20 Milliarden weniger Schulden

HAUSHALT Die Bundesregierung braucht weniger Kredite als geplant, weil die Wirtschaft schneller an Fahrt aufnimmt. Linke fordern, nun die Sparpläne zu überdenken

VON HANNA GERSMANN
UND BEATE WILLMS

Wir müssen sparen, sparen, sparen – dies vermittelt die schwarz-gelbe Bundesregierung. Allerdings: Sie muss weniger Schulden machen als bisher erwartet. Nach jetzigem Stand kommt sie in diesem Jahr mit 60 bis 65 Milliarden Euro Neuverschuldung aus, das sind 20 Milliarden weniger als bisher eingeplant. Das geht aus der Haushaltsplanung der Koalition hervor, die am Dienstag bekannt wurde. In zwei Wochen will das Kabinett über sie beraten.

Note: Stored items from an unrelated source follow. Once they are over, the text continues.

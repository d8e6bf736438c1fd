//! histochat RAG crate - knowledge graph retrieval and answer generation.
//!
//! Provides the graph store, embedding, and language model abstractions,
//! their HTTP-backed and in-process implementations, and the chains that
//! turn a question (plus chat history) into an answer.

pub mod chain;
pub mod embedding;
pub mod error;
pub mod graph;
pub mod keywords;
pub mod llm;
pub mod neo4j;
pub mod prompt;
pub mod retriever;

pub use chain::{DirectResponder, KnowledgeGraphChain, QuestionChain};
pub use embedding::{
    cosine_similarity, DynEmbeddingService, EmbeddingService, HashingEmbedding,
    HuggingFaceEmbedding,
};
pub use error::RagError;
pub use graph::{GraphFact, GraphStore, InMemoryGraph};
pub use llm::{LanguageModel, OfflineModel, OpenAiChatModel, PromptMessage, PromptRole};
pub use neo4j::Neo4jHttpStore;
pub use retriever::{Retriever, ScoredFact};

Kann die Regierung nun also auf die schon geplanten Einsparungen etwa bei Arbeitslosen verzichten? Selbst Oppositionspolitiker hielten sich am Dienstag zurück. Der Grünen-Experte Alexander Bonde zum Beispiel erklärte, die Regierung komme um eine „kluge Haushaltskonsolidierung“ nicht herum. Der Chefvolkswirt der Linken, Michael Schlecht, wurde deutlicher. Der taz sagte er, es sei „absurd“, Hartz-IV-Empfängern das Elterngeld zu streichen, wenn 20 Milliarden Euro mehr an Steuereinnahmen zur Verfügung stünden: „Die Bundesregierung würde auch brutale Kürzungen im Sozialbereich vornehmen, wenn wir einen Haushaltsüberschuss hätten oder plötzlich Ölquellen.“

Von Haushaltsüberschüssen kann derzeit freilich keine Rede sein, auch wenn die Regierung deutlich mehr Geld einnimmt als erwartet. Im Mai brachte allein die Umsatzsteuer im Vergleich zum Vorjahr 6,5 Prozent mehr. Hinzu kamen knapp 4,5 Milliarden Euro aus dem Verkauf von Mobilfunklizenzen.

Gustav Horn vom gewerkschaftsnahen Institut für Makroökonomie und Konjunkturforschung erklärte: „Steuereinnahmen wachsen überproportional, wenn sich die Wirtschaft erholt.“ Firmen machen höhere Umsätze. Statt Verlusten schreiben sie Gewinne, auf die Steuern fällig werden. Chefs stellen Leute ein, die Einkommensteuer zahlen. Beschäftigte kaufen mehr ein. Die Konjunkturprogramme des letzten Jahres zeigten Wirkung, meint Horn. „Viele Prognosen waren zu pessimistisch.“

Außergewöhnlich ist es nicht, dass die Experten bei den Vorhersagen falsch liegen. Die gesamtwirtschaftliche Entwicklung ist aller Erfahrung nach an den Wendepunkten besonders schwer vorherzusagen. Am schlechtesten kamen die Haushaltsexperten von 2001 bis 2003 zurecht. Damals nahm der Fiskus jeweils mehr als 30 Milliarden Euro weniger ein als vorhergesagt. Hauptgrund war die Reform der Unternehmensteuer. Aber auch Abweichungen nach oben gab es früher schon, vor allem in Phasen des Aufschwungs. 2006 zum Beispiel lagen die Einnahmen letztlich 23 Milliarden Euro über dem Planansatz.

Diese Fehlschätzungen sind kein rein deutsches Problem. Ein internationaler Vergleich des Münchner Ifo-Instituts zeigt, dass sich die Regierungen der USA, Japans und Irlands in den letzten zehn Jahren im Schnitt noch deutlich stärker irrten.

Und nun? Kommt es aufs Wachstum an, meint Konjunkturexperte Horn. Wenn die Raten längere Zeit bei 1,5 Prozent lägen, könne die Regierung die Konjunkturimpulse zurücknehmen und die Mehreinnahmen zur Konsolidierung des Haushalts nutzen. Er hält das schwarz-gelbe Sparpaket „in der inneren Logik für schwierig“, will am „Volumen aber nichts ändern“.